When I attended my first Chamber of Commerce meeting, I really felt like I was a fish out of water. I came in shorts… and a t-shirt. I didn’t have any business cards, nor did I have any idea what I was doing.
And everyone was in suits. Talk about embarassing!
But I eventually figured out how to “play the game” and make the most of these events. If you’ve never been to a networking mixer, or have but with little results to show, I’m going to outline how I’ve leveraged these events while growing my consultancy.
Don’t Come Unprepared
Some events, especially those on Meetup.com, allow you to see a list of everyone who’s RSVPed.
Often times, you can find out enough about an attendee on their Meetup profile page to look them up and find out who they are and what they do, but if all else fails a simple Google search of their name plus your city is enough.
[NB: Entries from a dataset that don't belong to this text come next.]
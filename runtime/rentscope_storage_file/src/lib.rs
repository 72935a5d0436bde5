//! A durable key-value store for `rentscope_storage`, backed by a single JSON file.
//!
//! It plays the role that local storage plays in a browser: values survive
//! process restarts.
use anyhow::Context;
use camino::{Utf8Path, Utf8PathBuf};
use std::collections::BTreeMap;
use std::io::ErrorKind;
use tokio::sync::Mutex;

use rentscope_storage::{
    KeyValueBackend,
    errors::{GetError, RemoveError, SetError},
};

type Entries = BTreeMap<String, String>;

/// A key-value store persisted as a JSON object on disk.
///
/// # Atomicity
///
/// Each write rewrites the whole file: the new content is first written to a
/// temporary sibling file, which is then renamed over the original.
/// Writers within the same process are serialized; the file is never observed
/// half-written.
///
/// A missing file is treated as an empty store. Parent directories are created
/// on the first write.
pub struct JsonFileKeyValueStore {
    path: Utf8PathBuf,
    lock: Mutex<()>,
}

impl std::fmt::Debug for JsonFileKeyValueStore {
    fn fmt(&self, f: &mut std::fmt::Formatter<'_>) -> std::fmt::Result {
        f.debug_struct("JsonFileKeyValueStore")
            .field("path", &self.path)
            .finish_non_exhaustive()
    }
}

impl JsonFileKeyValueStore {
    /// Use the file at `path` as storage.
    ///
    /// Nothing is read or written until the first operation.
    pub fn new<P>(path: P) -> Self
    where
        P: Into<Utf8PathBuf>,
    {
        Self {
            path: path.into(),
            lock: Mutex::new(()),
        }
    }

    /// The path of the backing file.
    pub fn path(&self) -> &Utf8Path {
        &self.path
    }

    async fn read_entries(&self) -> Result<Entries, ReadError> {
        let contents = match fs_err::tokio::read_to_string(&self.path).await {
            Ok(contents) => contents,
            Err(e) if e.kind() == ErrorKind::NotFound => return Ok(Entries::new()),
            Err(e) => return Err(ReadError::Io(e.into())),
        };
        if contents.trim().is_empty() {
            return Ok(Entries::new());
        }
        Ok(serde_json::from_str(&contents)?)
    }

    async fn write_entries(&self, entries: &Entries) -> Result<(), WriteError> {
        let contents = serde_json::to_vec_pretty(entries)?;
        if let Some(parent) = self.path.parent() {
            if !parent.as_str().is_empty() {
                fs_err::tokio::create_dir_all(parent)
                    .await
                    .context("Failed to create the parent directory of the storage file")?;
            }
        }
        let tmp_path = self.path.with_extension("json.tmp");
        fs_err::tokio::write(&tmp_path, contents)
            .await
            .context("Failed to write the temporary storage file")?;
        fs_err::tokio::rename(&tmp_path, &self.path)
            .await
            .context("Failed to replace the storage file")?;
        Ok(())
    }
}

#[async_trait::async_trait]
impl KeyValueBackend for JsonFileKeyValueStore {
    #[tracing::instrument(
        name = "Read key",
        level = tracing::Level::TRACE,
        skip_all,
        fields(key = %key)
    )]
    async fn get(&self, key: &str) -> Result<Option<String>, GetError> {
        let _guard = self.lock.lock().await;
        match self.read_entries().await {
            Ok(mut entries) => Ok(entries.remove(key)),
            Err(ReadError::Decode(e)) => Err(GetError::DeserializationError(e)),
            Err(ReadError::Io(e)) => Err(GetError::Other {
                key: key.to_owned(),
                source: e,
            }),
        }
    }

    #[tracing::instrument(
        name = "Write key",
        level = tracing::Level::TRACE,
        skip_all,
        fields(key = %key)
    )]
    async fn set(&self, key: &str, value: &str) -> Result<(), SetError> {
        let _guard = self.lock.lock().await;
        let mut entries = self.read_entries().await.map_err(|e| SetError::Other {
            key: key.to_owned(),
            source: e.into(),
        })?;
        entries.insert(key.to_owned(), value.to_owned());
        self.write_entries(&entries).await.map_err(|e| match e {
            WriteError::Encode(e) => SetError::SerializationError(e),
            WriteError::Io(e) => SetError::Other {
                key: key.to_owned(),
                source: e,
            },
        })
    }

    #[tracing::instrument(
        name = "Remove key",
        level = tracing::Level::TRACE,
        skip_all,
        fields(key = %key)
    )]
    async fn remove(&self, key: &str) -> Result<(), RemoveError> {
        let _guard = self.lock.lock().await;
        let mut entries = self.read_entries().await.map_err(|e| RemoveError::Other {
            key: key.to_owned(),
            source: e.into(),
        })?;
        if entries.remove(key).is_none() {
            return Ok(());
        }
        self.write_entries(&entries).await.map_err(|e| match e {
            WriteError::Encode(e) => RemoveError::SerializationError(e),
            WriteError::Io(e) => RemoveError::Other {
                key: key.to_owned(),
                source: e,
            },
        })
    }
}

#[derive(Debug, thiserror::Error)]
enum ReadError {
    #[error("Failed to decode the storage file")]
    Decode(#[from] serde_json::Error),
    #[error(transparent)]
    Io(anyhow::Error),
}

#[derive(Debug, thiserror::Error)]
enum WriteError {
    #[error("Failed to encode the storage file")]
    Encode(#[from] serde_json::Error),
    #[error(transparent)]
    Io(#[from] anyhow::Error),
}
A lot of the entrepreneurs who show up at these events exist on some company’s “About Us” page, so it’s usually pretty easy to find.
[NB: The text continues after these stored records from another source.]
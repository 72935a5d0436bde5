use std::fmt::Display;

use reqwest::Method;
use serde::Serialize;
use serde_json::Value;

use crate::{GatewayClient, GatewayError, RequestOptions};

#[derive(Debug, Clone, Copy)]
pub struct Houses<'a> {
    pub(crate) client: &'a GatewayClient,
}

impl Houses<'_> {
    pub async fn list<P: Serialize + ?Sized>(&self, params: &P) -> Result<Value, GatewayError> {
        let options = RequestOptions::new().query(params)?;
        self.client.send(Method::GET, "/houses", options).await
    }

    pub async fn count<P: Serialize + ?Sized>(&self, params: &P) -> Result<Value, GatewayError> {
        let options = RequestOptions::new().query(params)?;
        self.client.send(Method::GET, "/houses/count", options).await
    }

    pub async fn get(&self, house_id: impl Display) -> Result<Value, GatewayError> {
        self.client
            .send(
                Method::GET,
                &format!("/houses/{house_id}"),
                RequestOptions::new(),
            )
            .await
    }
}
use camino::{Utf8Path, Utf8PathBuf};
use figment::Figment;
use figment::providers::{Env, Format, Yaml};
use rentscope_client::GatewayConfig;

/// The prefix of the environment variables that override the configuration file.
pub const ENV_PREFIX: &str = "RENTSCOPE_";

#[derive(Debug, Clone, Default, serde::Deserialize)]
/// The configuration of the `rentscope` CLI.
pub struct CliConfig {
    /// How to reach the backend.
    #[serde(default)]
    pub gateway: GatewayConfig,
    /// The file holding the persisted session and language.
    ///
    /// Defaults to `~/.rentscope/storage.json`.
    #[serde(default)]
    pub storage_path: Option<Utf8PathBuf>,
}

impl CliConfig {
    /// Load the configuration by merging, in increasing order of priority:
    ///
    /// 1. The YAML file at `path`, if it exists.
    /// 2. Environment variables prefixed with `RENTSCOPE_`.
    ///    Nested keys are separated by `__`, e.g. `RENTSCOPE_GATEWAY__ORIGIN`.
    pub fn load(path: &Utf8Path) -> Result<Self, figment::Error> {
        Figment::new()
            .merge(Yaml::file(path))
            .merge(Env::prefixed(ENV_PREFIX).split("__"))
            .extract()
    }
}
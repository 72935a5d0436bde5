use reqwest::Method;
use serde_json::Value;

use crate::{GatewayClient, GatewayError, RequestOptions};

#[derive(Debug, Clone, Copy)]
pub struct Catalog<'a> {
    pub(crate) client: &'a GatewayClient,
}

impl Catalog<'_> {
    pub async fn cities(&self) -> Result<Value, GatewayError> {
        self.client
            .send(Method::GET, "/cities", RequestOptions::new())
            .await
    }

    pub async fn districts(&self, city: &str) -> Result<Value, GatewayError> {
        self.client
            .send(Method::GET, "/districts", RequestOptions::new().param("city", city))
            .await
    }

    pub async fn summary_statistics(&self, city: &str) -> Result<Value, GatewayError> {
        self.client
            .send(
                Method::GET,
                "/statistics/summary",
                RequestOptions::new().param("city", city),
            )
            .await
    }

    /// The figures shown on the home page.
    pub async fn dashboard(&self) -> Result<Value, GatewayError> {
        self.client
            .send(Method::GET, "/dashboard", RequestOptions::new())
            .await
    }
}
After you’ve done a little research on who’s attending, come up with a hit list that you can use at the event. You want to make sure you meet with the right people.
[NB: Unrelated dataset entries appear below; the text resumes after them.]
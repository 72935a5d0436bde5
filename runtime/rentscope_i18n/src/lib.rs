//! Locale management for the Rentscope client runtime.
//!
//! There are two independent localization layers:
//!
//! - The **translation catalog** ([`Catalog`]), used to render application
//!   strings. It switches synchronously.
//! - The **widget locale** ([`UiLocale`]), used by the UI toolkit for its own
//!   strings (date pickers, pagination, ...). It is loaded asynchronously by a
//!   [`UiLocaleAdapter`].
//!
//! [`LocaleController`] owns the active language and keeps both layers, the
//! persisted `language` key and the document's `lang` attribute in sync.
mod catalog;
mod controller;
mod document;
mod locale;
mod ui_locale;

pub use catalog::Catalog;
pub use controller::{LocaleController, LocaleListener};
pub use document::{Document, HeadlessDocument};
pub use locale::{LanguageCode, LocaleInfo, LocaleState, available_locales, resolve_host_language};
pub use ui_locale::{BundledUiLocales, UiLocale, UiLocaleAdapter, UiLocaleFamily, UiLocaleLoader};

/// The title used when a route has no translated title.
pub const APP_NAME: &str = "租房数据分析系统";

pub mod errors {
    //! Errors that can occur when managing locales.
    pub use crate::catalog::errors::*;
    pub use crate::controller::errors::*;
    pub use crate::ui_locale::errors::*;
}
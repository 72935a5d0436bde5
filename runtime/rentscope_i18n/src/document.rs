use std::sync::{Mutex, PoisonError};

/// The host document the client renders into.
///
/// Only the two attributes the client runtime drives are exposed:
/// the `<html lang>` attribute and the document title.
pub trait Document: Send + Sync + std::fmt::Debug {
    fn set_lang(&self, lang: &str);
    fn set_title(&self, title: &str);
}

/// A [`Document`] with nothing to render into.
///
/// It records the last value of each attribute so that it can be inspected,
/// e.g. in tests or by the CLI.
#[derive(Debug, Default)]
pub struct HeadlessDocument {
    state: Mutex<DocumentState>,
}

#[derive(Debug, Default, Clone)]
struct DocumentState {
    lang: Option<String>,
    title: Option<String>,
    title_changes: usize,
}

impl HeadlessDocument {
    pub fn new() -> Self {
        Self::default()
    }

    /// The current value of `<html lang>`, if it was ever set.
    pub fn lang(&self) -> Option<String> {
        self.state().lang
    }

    /// The current document title, if it was ever set.
    pub fn title(&self) -> Option<String> {
        self.state().title
    }

    /// How many times the title was set.
    pub fn title_changes(&self) -> usize {
        self.state().title_changes
    }

    fn state(&self) -> DocumentState {
        self.state
            .lock()
            .unwrap_or_else(PoisonError::into_inner)
            .clone()
    }
}

impl Document for HeadlessDocument {
    fn set_lang(&self, lang: &str) {
        let mut state = self.state.lock().unwrap_or_else(PoisonError::into_inner);
        state.lang = Some(lang.to_owned());
    }

    fn set_title(&self, title: &str) {
        let mut state = self.state.lock().unwrap_or_else(PoisonError::into_inner);
        state.title = Some(title.to_owned());
        state.title_changes += 1;
    }
}
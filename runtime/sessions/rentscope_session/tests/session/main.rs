use fixtures::{session, spy_session};
use googletest::{assert_that, prelude::none};
use redact::Secret;
use rentscope_session::{Session, User, errors::LoadError};
use rentscope_storage::keys;


fn token(raw: &str) -> Secret<String> {
    Secret::new(raw.to_owned())
}

#[tokio::test]
async fn a_fresh_session_is_anonymous() {
    let (session, _) = session();

    assert!(!session.is_authenticated().await.unwrap());
    assert_that!(session.effective_role().await.unwrap(), none());
    assert!(session.snapshot().await.unwrap().is_empty());
}

#[tokio::test]
async fn login_writes_through_before_returning() {
    let (session, call_tracker) = spy_session();

    session
        .login(token("abc"), &User::with_role("user"))
        .await
        .unwrap();

    assert_eq!(
        call_tracker.writes().await,
        vec!["set token".to_owned(), "set user".to_owned()]
    );
    assert!(session.is_authenticated().await.unwrap());
    let stored = session.token().await.unwrap().unwrap();
    assert_eq!(stored.expose_secret(), "abc");
}

#[tokio::test]
async fn the_role_override_wins_without_touching_the_cached_user() {
    let (session, _) = session();
    let user = User::with_role("user");
    session.login(token("abc"), &user).await.unwrap();

    assert_eq!(
        session.effective_role().await.unwrap().as_deref(),
        Some("user")
    );

    session.set_role_override(Some("admin")).await.unwrap();
    assert_eq!(
        session.effective_role().await.unwrap().as_deref(),
        Some("admin")
    );
    assert_eq!(session.user().await.unwrap(), Some(user));

    session.set_role_override(None).await.unwrap();
    assert_eq!(
        session.effective_role().await.unwrap().as_deref(),
        Some("user")
    );
}

#[tokio::test]
async fn a_role_override_applies_to_anonymous_sessions_too() {
    let (session, _) = session();
    session.set_role_override(Some("admin")).await.unwrap();

    assert!(!session.is_authenticated().await.unwrap());
    assert_eq!(
        session.effective_role().await.unwrap().as_deref(),
        Some("admin")
    );
}

#[tokio::test]
async fn logout_clears_every_field() {
    let (session, store) = session();
    session
        .login(token("abc"), &User::with_role("user"))
        .await
        .unwrap();
    session.set_role_override(Some("admin")).await.unwrap();

    session.logout().await.unwrap();

    assert!(!session.is_authenticated().await.unwrap());
    assert!(session.snapshot().await.unwrap().is_empty());
    for key in [keys::TOKEN, keys::USER, keys::ROLE_OVERRIDE] {
        assert_that!(store.get(key).await.unwrap(), none());
    }
}

#[tokio::test]
async fn logout_is_idempotent() {
    let (session, store) = session();
    session
        .login(token("abc"), &User::with_role("user"))
        .await
        .unwrap();
    store.set(keys::LANGUAGE, "en-US").await.unwrap();

    session.logout().await.unwrap();
    let once = session.snapshot().await.unwrap();
    session.logout().await.unwrap();
    let twice = session.snapshot().await.unwrap();

    assert!(once.is_empty());
    assert!(twice.is_empty());
    // Keys that don't belong to the session are left alone.
    assert_eq!(
        store.get(keys::LANGUAGE).await.unwrap().as_deref(),
        Some("en-US")
    );
}

#[tokio::test]
async fn logging_out_of_an_empty_session_is_not_an_error() {
    let (session, call_tracker) = spy_session();

    session.logout().await.unwrap();

    assert_eq!(
        call_tracker.writes().await,
        vec![
            "remove token".to_owned(),
            "remove user".to_owned(),
            "remove temp_admin_role".to_owned()
        ]
    );
}

#[tokio::test]
async fn two_sessions_on_the_same_store_agree() {
    let (first, store) = session();
    let second = Session::new(store);

    first
        .login(token("abc"), &User::with_role("user"))
        .await
        .unwrap();
    assert!(second.is_authenticated().await.unwrap());

    second.logout().await.unwrap();
    assert!(!first.is_authenticated().await.unwrap());
}

#[tokio::test]
async fn an_empty_token_does_not_count_as_logged_in() {
    let (session, store) = session();
    store.set(keys::TOKEN, "").await.unwrap();

    assert!(!session.is_authenticated().await.unwrap());
}

#[tokio::test]
async fn a_corrupted_user_is_reported() {
    let (session, store) = session();
    store.set(keys::USER, "{ not json").await.unwrap();

    let err = session.user().await.unwrap_err();
    assert!(matches!(err, LoadError::InvalidUser(_)));
}

#[tokio::test]
async fn profile_updates_only_replace_the_cached_user() {
    let (session, call_tracker) = spy_session();
    session
        .login(token("abc"), &User::with_role("user"))
        .await
        .unwrap();
    call_tracker.reset().await;

    let mut updated = User::with_role("user");
    updated.username = Some("alice".into());
    session.update_user(&updated).await.unwrap();

    assert_eq!(call_tracker.writes().await, vec!["set user".to_owned()]);
    assert_eq!(session.user().await.unwrap(), Some(updated));
    assert!(session.is_authenticated().await.unwrap());
}
use std::borrow::Cow;
use std::fmt;

/// A BCP 47-ish language code, e.g. `zh-CN` or `en-US`.
///
/// No normalization is performed: codes are compared verbatim.
#[derive(Debug, Clone, PartialEq, Eq, Hash, PartialOrd, Ord, serde::Serialize, serde::Deserialize)]
#[serde(transparent)]
pub struct LanguageCode(Cow<'static, str>);

impl LanguageCode {
    /// Simplified Chinese, the fallback locale.
    pub const ZH_CN: LanguageCode = LanguageCode(Cow::Borrowed("zh-CN"));
    /// American English.
    pub const EN_US: LanguageCode = LanguageCode(Cow::Borrowed("en-US"));
    /// Traditional Chinese.
    pub const ZH_TW: LanguageCode = LanguageCode(Cow::Borrowed("zh-TW"));

    pub fn new(code: impl Into<String>) -> Self {
        Self(Cow::Owned(code.into()))
    }

    pub fn as_str(&self) -> &str {
        &self.0
    }
}

impl fmt::Display for LanguageCode {
    fn fmt(&self, f: &mut fmt::Formatter<'_>) -> fmt::Result {
        f.write_str(&self.0)
    }
}

impl AsRef<str> for LanguageCode {
    fn as_ref(&self) -> &str {
        &self.0
    }
}

impl From<&str> for LanguageCode {
    fn from(value: &str) -> Self {
        Self::new(value)
    }
}

impl From<String> for LanguageCode {
    fn from(value: String) -> Self {
        Self::new(value)
    }
}

impl PartialEq<str> for LanguageCode {
    fn eq(&self, other: &str) -> bool {
        self.as_str() == other
    }
}

impl PartialEq<&str> for LanguageCode {
    fn eq(&self, other: &&str) -> bool {
        self.as_str() == *other
    }
}

/// A locale the user can pick.
#[derive(Debug, Clone, PartialEq, Eq)]
pub struct LocaleInfo {
    pub code: LanguageCode,
    /// The name of the locale, in the locale itself.
    pub display_name: Cow<'static, str>,
}

/// The locales shipped with the client, in display order.
pub fn available_locales() -> Vec<LocaleInfo> {
    vec![
        LocaleInfo {
            code: LanguageCode::ZH_CN,
            display_name: Cow::Borrowed("简体中文"),
        },
        LocaleInfo {
            code: LanguageCode::EN_US,
            display_name: Cow::Borrowed("English"),
        },
        LocaleInfo {
            code: LanguageCode::ZH_TW,
            display_name: Cow::Borrowed("繁體中文"),
        },
    ]
}

/// The state owned by a [`LocaleController`](crate::LocaleController).
///
/// `active` is always either one of `available` or `fallback`.
#[derive(Debug, Clone, PartialEq, Eq)]
pub struct LocaleState {
    pub active: LanguageCode,
    pub fallback: LanguageCode,
    pub available: Vec<LocaleInfo>,
}

impl LocaleState {
    /// `true` if `code` is one of the available locales.
    pub fn is_available(&self, code: &str) -> bool {
        self.available.iter().any(|l| l.code == code)
    }
}

impl Default for LocaleState {
    fn default() -> Self {
        Self {
            active: LanguageCode::ZH_CN,
            fallback: LanguageCode::ZH_CN,
            available: available_locales(),
        }
    }
}

/// Map the language reported by the host environment (a browser's
/// `navigator.language`, a POSIX `LANG`, ...) onto one of the available locales.
///
/// Chinese variants mentioning Taiwan or Hong Kong map to `zh-TW`, every other
/// Chinese variant to `zh-CN`. Everything else is served in `en-US`.
pub fn resolve_host_language(reported: &str) -> LanguageCode {
    let lang = reported.to_lowercase();
    if lang.contains("zh") {
        if lang.contains("tw") || lang.contains("hk") {
            return LanguageCode::ZH_TW;
        }
        return LanguageCode::ZH_CN;
    }
    LanguageCode::EN_US
}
However, events that aren’t on Meetup.com often won’t give you an RSVP list — and that’s fine. You just want to make sure that you have a sense for who typically shows up at these events.
- Look at the organization’s Facebook page. Have they uploaded photos of past events? Are people tagged? Who’s posting on their public wall? These are all great ways to learn a little about who you’ll be meeting.
- Find out who’s hosting the event and get to know them. They’ve undoubtedly hosted dozens of these things, and know who’s who. Get on their good list, and they’ll make sure you meet the right people.
- Research more about the organization behind the event. Who are they? Who are their members? Who’s in charge? Before attending my first local technology council mixer, I read over articles that covered them in our local business newspaper.
Learn To Listen, But Don’t Get Stuck
Being that you’re “fresh blood” (many of the attendees go to the same. event. every. single. month) you’re undoubtedly going to need to tell a dozen or so people your business biography.
Business owners love to talk about themselves. So let them. You’re there to expand your ecosystem and the best way to do that is to learn about someone, figure out how their needs intersect with your skills, and offer them something of value.
Listening is an art. As Hemingway said, “Most people never listen.” And it’s true — I’m often guilty of it myself. But encourage people to tell you about themselves. Followup with questions that directly relate to what was just said, and not just the usual list of questions bounced around at these events.
Ask them about their business, how they got involved in it, what they specialize in, and what problems they face every day. The latter, if identified, can be a great context point for future discussions around ways that you could work with them.
But listening is more than nodding your head while staring around the room, looking for the next person to talk to.
That’s called boredom. An even more important art is knowing how to close a conversation. Have you ever been in that awkward stage of a conversation where the both of you are haphazardly looking around the room, and end up needing to flash a smile when one of you catches the others eye? Yeah, it happens to me all the time. When you’re stuck in a conversation, and both parties are no longer benefiting from the discussion, it’s time to leave.
It took a lot of rehearsal for me to get comfortable saying, “Well Bob, it was great meeting you tonight. Here’s my card and let’s stay in touch.”
Always Offer Something Of Value
Everytime I end up at one of these events, I come back home with a stack of business cards that ultimately take up permanent residence in my sock drawer.
My favorite trick of the trade is to opt people in on the spot into my newsletter or e-mail course. If you use a email marketing service like Mailchimp, their mobile app has a feature that will let you key in email addresses from your phone. Here’s a great way to get on-the-spot opt-ins: “Mary, it was a pleasure meeting you and you all are doing some amazing work over there at Acme Co. I have a weekly newsletter that goes out to local business owners where I cover the intersection of business and technology, would you be interested in joining?”
Even if you aren’t opting people in from the event, always followup with every contact you made. And if you’re like me and suck at remembering things, right after you close a conversation, jot a note on the back of their business card with who they are and what you talked about. When you email these contacts the next day, you’re going to want to reference as much as you can — create that personal bond that people crave.
Networking events can seem like a waste of time, especially if you aren’t seeing results. But your goal shouldn’t necessarily be to win clients on the spot; instead, you’re looking to build your ecosystem, or audience, and create a community of people who know you and respect your work.